======== Data extract ========
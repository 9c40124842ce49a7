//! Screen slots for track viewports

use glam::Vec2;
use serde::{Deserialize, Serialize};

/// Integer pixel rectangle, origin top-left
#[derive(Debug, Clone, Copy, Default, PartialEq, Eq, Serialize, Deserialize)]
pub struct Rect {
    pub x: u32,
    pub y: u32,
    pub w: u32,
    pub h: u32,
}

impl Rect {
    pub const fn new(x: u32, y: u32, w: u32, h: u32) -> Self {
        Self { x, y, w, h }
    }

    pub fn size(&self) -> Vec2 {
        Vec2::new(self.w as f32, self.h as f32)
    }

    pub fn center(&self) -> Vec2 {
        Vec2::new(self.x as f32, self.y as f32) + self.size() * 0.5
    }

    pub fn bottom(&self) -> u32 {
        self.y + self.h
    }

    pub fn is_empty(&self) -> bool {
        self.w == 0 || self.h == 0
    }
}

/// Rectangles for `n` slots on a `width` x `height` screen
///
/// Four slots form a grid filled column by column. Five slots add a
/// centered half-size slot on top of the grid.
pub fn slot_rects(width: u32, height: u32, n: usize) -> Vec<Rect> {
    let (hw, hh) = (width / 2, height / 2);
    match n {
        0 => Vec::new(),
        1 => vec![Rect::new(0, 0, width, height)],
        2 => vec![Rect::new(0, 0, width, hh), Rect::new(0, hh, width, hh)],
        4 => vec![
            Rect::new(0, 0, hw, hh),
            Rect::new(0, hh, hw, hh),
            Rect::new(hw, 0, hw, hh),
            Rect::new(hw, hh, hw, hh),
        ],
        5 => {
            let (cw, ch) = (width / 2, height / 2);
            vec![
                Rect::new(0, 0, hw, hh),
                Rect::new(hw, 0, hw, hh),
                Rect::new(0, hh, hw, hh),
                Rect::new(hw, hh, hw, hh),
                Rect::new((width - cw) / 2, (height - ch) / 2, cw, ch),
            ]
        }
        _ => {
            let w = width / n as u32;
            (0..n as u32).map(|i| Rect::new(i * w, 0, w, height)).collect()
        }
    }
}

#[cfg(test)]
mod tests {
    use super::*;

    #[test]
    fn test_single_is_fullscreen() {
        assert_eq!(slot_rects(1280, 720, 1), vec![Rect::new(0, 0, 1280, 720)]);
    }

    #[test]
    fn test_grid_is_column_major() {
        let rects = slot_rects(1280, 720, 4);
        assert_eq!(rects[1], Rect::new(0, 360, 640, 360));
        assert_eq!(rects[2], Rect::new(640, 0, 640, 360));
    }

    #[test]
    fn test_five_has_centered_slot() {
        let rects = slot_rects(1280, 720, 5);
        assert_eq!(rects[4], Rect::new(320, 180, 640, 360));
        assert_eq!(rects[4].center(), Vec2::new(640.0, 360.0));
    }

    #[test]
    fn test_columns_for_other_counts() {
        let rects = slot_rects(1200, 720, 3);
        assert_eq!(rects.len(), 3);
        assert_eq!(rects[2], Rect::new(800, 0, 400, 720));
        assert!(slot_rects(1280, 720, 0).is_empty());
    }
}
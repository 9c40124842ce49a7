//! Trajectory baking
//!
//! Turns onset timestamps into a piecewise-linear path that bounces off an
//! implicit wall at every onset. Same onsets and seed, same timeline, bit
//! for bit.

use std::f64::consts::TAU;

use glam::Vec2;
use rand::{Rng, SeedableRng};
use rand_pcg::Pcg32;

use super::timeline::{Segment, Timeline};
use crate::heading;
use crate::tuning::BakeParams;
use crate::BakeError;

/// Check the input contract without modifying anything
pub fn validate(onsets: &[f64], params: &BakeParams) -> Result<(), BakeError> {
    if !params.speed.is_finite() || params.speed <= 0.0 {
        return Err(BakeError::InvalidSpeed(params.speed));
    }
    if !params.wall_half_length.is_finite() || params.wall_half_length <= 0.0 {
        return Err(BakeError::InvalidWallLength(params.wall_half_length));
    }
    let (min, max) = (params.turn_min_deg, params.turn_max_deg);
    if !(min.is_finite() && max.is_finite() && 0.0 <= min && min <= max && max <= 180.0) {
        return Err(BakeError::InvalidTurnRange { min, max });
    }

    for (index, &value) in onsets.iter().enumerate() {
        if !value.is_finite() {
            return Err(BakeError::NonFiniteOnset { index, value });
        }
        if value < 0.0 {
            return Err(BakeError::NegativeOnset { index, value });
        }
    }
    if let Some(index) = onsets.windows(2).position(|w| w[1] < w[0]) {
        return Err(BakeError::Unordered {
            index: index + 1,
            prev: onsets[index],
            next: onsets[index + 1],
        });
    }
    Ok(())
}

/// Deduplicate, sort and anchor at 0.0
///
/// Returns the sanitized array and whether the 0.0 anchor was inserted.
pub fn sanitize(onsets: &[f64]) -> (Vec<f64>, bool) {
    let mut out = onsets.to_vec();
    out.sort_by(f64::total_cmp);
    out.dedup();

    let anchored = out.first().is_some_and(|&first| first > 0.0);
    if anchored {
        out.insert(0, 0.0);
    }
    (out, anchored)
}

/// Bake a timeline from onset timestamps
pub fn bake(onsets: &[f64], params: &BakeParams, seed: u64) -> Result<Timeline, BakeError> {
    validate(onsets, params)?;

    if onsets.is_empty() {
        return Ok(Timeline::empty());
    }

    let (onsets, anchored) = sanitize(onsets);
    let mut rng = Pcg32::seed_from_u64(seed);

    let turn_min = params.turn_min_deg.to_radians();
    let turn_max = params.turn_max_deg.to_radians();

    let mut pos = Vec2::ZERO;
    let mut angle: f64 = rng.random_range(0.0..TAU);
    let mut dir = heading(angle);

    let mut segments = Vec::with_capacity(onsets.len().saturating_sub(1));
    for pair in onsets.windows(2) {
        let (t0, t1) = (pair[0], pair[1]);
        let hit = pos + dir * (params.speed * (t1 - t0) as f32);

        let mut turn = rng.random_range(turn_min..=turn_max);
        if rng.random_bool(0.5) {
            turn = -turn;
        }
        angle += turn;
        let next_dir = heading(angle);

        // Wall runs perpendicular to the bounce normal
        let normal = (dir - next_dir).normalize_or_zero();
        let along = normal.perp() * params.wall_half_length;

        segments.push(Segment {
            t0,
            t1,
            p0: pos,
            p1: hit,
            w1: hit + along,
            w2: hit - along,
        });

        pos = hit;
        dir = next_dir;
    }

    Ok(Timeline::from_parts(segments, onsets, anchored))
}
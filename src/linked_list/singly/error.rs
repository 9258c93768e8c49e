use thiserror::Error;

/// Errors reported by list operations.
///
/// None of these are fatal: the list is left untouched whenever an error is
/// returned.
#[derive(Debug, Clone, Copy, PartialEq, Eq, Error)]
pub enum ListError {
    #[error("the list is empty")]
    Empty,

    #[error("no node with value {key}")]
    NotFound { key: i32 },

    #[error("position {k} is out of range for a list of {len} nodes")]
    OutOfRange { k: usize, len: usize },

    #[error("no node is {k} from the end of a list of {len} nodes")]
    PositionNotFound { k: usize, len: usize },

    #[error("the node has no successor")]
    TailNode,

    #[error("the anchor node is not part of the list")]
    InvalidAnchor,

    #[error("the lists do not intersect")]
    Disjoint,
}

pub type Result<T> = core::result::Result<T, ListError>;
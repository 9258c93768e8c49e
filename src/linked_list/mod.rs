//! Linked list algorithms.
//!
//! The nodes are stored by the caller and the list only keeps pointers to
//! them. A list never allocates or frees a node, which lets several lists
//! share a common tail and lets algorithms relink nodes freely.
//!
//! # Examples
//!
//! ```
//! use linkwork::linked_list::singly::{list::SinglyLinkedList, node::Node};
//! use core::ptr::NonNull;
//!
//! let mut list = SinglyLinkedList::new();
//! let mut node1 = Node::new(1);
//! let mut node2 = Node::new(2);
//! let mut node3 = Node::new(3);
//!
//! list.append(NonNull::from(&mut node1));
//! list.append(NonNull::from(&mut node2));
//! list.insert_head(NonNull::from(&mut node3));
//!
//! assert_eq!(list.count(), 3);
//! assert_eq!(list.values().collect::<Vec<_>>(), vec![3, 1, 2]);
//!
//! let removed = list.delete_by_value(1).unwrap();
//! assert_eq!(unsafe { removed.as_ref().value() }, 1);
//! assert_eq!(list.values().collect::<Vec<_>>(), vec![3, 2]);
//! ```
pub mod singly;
========
* Goal of the exercise *
Using the listing above, state the count of lines that include "append" and nothing else.

* Written reply *
2